Does that mean the bet should be celebrated? In this case yes, but where the Staples bet may have been good clean fun, some of these bets are far riskier.

A dangerous game

Perkins was also involved in a weight loss wager this year that didn’t sit well with me. Around the same time as the Staples Brothers bet, Perkins offered 2+2 PokerCast host Adam Schwartz $25,000 to shed 80 pounds in 10 months and keep the weight off for a period of eight weeks. Schwartz would be going from 230 to 150 to win the bet… he did.

If Perkins’ goal was to get Schwartz motivated to lose weight he could have set the goal at a more healthy 165 pounds.
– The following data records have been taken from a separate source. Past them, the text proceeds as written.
//! Property listing controller.

use super::parse_id;
use crate::{
    extractors::{AuthenticatedUser, ValidatedJson},
    responses::{created, no_content, ok, ApiResponse, ApiResult, AppError},
    state::AppState,
};
use axum::{
    extract::{rejection::QueryRejection, Path, Query, State},
    http::StatusCode,
    routing::get,
    Json, Router,
};
use haven_core::{HavenError, Property, PropertyId};
use haven_service::{
    CreatePropertyRequest, ListQuery, PropertyPage, PropertySearchQuery, UpdatePropertyRequest,
};
use tracing::debug;

pub fn router() -> Router<AppState> {
    Router::new()
        .route("/", get(search_properties).post(create_property))
        .route("/mine", get(list_my_properties))
        .route(
            "/:id",
            get(get_property).put(update_property).delete(delete_property),
        )
}

/// Searches listings; identical filters share one cached result page.
#[utoipa::path(
    get,
    path = "/properties",
    tag = "properties",
    params(PropertySearchQuery),
    responses(
        (status = 200, description = "Matching listings", body = PropertyPage),
        (status = 400, description = "Invalid filter")
    )
)]
pub async fn search_properties(
    State(state): State<AppState>,
    query: Result<Query<PropertySearchQuery>, QueryRejection>,
) -> ApiResult<PropertyPage> {
    let Query(query) = query.map_err(|e| AppError(HavenError::validation(e.body_text())))?;
    ok(state.property_service.search_properties(query).await?)
}

#[utoipa::path(
    post,
    path = "/properties",
    tag = "properties",
    security(("bearer_auth" = [])),
    request_body = CreatePropertyRequest,
    responses(
        (status = 201, description = "Listing published", body = Property),
        (status = 400, description = "Invalid input")
    )
)]
pub async fn create_property(
    State(state): State<AppState>,
    user: AuthenticatedUser,
    ValidatedJson(request): ValidatedJson<CreatePropertyRequest>,
) -> Result<(StatusCode, Json<ApiResponse<Property>>), AppError> {
    debug!("Create property request by {}", user.user_id);
    let property = state.property_service.create_property(&user, request).await?;
    Ok(created(property))
}

#[utoipa::path(
    get,
    path = "/properties/mine",
    tag = "properties",
    security(("bearer_auth" = [])),
    params(ListQuery),
    responses((status = 200, description = "The caller's listings", body = PropertyPage))
)]
pub async fn list_my_properties(
    State(state): State<AppState>,
    user: AuthenticatedUser,
    Query(page): Query<ListQuery>,
) -> ApiResult<PropertyPage> {
    ok(state
        .property_service
        .list_user_properties(user.user_id, page.page_request())
        .await?)
}

#[utoipa::path(
    get,
    path = "/properties/{id}",
    tag = "properties",
    params(("id" = String, Path, description = "Property id")),
    responses(
        (status = 200, description = "The listing", body = Property),
        (status = 404, description = "No such listing")
    )
)]
pub async fn get_property(State(state): State<AppState>, Path(id): Path<String>) -> ApiResult<Property> {
    let id: PropertyId = parse_id("property", &id)?;
    ok(state.property_service.get_property(id).await?)
}

#[utoipa::path(
    put,
    path = "/properties/{id}",
    tag = "properties",
    security(("bearer_auth" = [])),
    params(("id" = String, Path, description = "Property id")),
    request_body = UpdatePropertyRequest,
    responses(
        (status = 200, description = "Listing updated", body = Property),
        (status = 403, description = "Not the owner"),
        (status = 404, description = "No such listing")
    )
)]
pub async fn update_property(
    State(state): State<AppState>,
    user: AuthenticatedUser,
    Path(id): Path<String>,
    ValidatedJson(request): ValidatedJson<UpdatePropertyRequest>,
) -> ApiResult<Property> {
    let id: PropertyId = parse_id("property", &id)?;
    debug!("Update property request: {} by {}", id, user.user_id);
    ok(state.property_service.update_property(&user, id, request).await?)
}

#[utoipa::path(
    delete,
    path = "/properties/{id}",
    tag = "properties",
    security(("bearer_auth" = [])),
    params(("id" = String, Path, description = "Property id")),
    responses(
        (status = 204, description = "Listing removed"),
        (status = 403, description = "Not the owner"),
        (status = 404, description = "No such listing")
    )
)]
pub async fn delete_property(
    State(state): State<AppState>,
    user: AuthenticatedUser,
    Path(id): Path<String>,
) -> Result<StatusCode, AppError> {
    let id: PropertyId = parse_id("property", &id)?;
    state.property_service.delete_property(&user, id).await?;
    Ok(no_content())
}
Instead, Schwartz looked like hell warmed over at each of his weigh-ins (sorry Adam but it’s true), and essentially spent 10 weeks in a starved and weakened state.

A similarly dangerous bet occurred back in 2010 when Mike Matusow bet Ted Forrest $2 million that the 188-pound Forrest couldn’t weigh less than 140 pounds by the WSOP. The 5’11” Forrest weighed in at 138 pounds.

Matusow famously quipped he thought Forrest would die trying to accomplish the feat:

“As soon as he made the bet, I said, ‘I don’t want you to die,’” Matusow told ESPN. “‘If you do, I don’t have the $150,000.’ Then I told him, ‘I don’t have the $2 million to pay out.’ That’s how it came down. I made that bet because I didn’t think it was feasibly possible.”

In both cases the people cutting weight were doing dangerous things. From extended stays in the saunas with a rubber suit on for Schwartz, to a near zero-calories and six-hour workouts for Forrest.

Bottom line: there’s a difference between prodding someone to improve their lifestyle, as was the case with the Staples Brothers, and prodding someone to do something that could be dangerous. And we, the poker community, should be careful what we promote.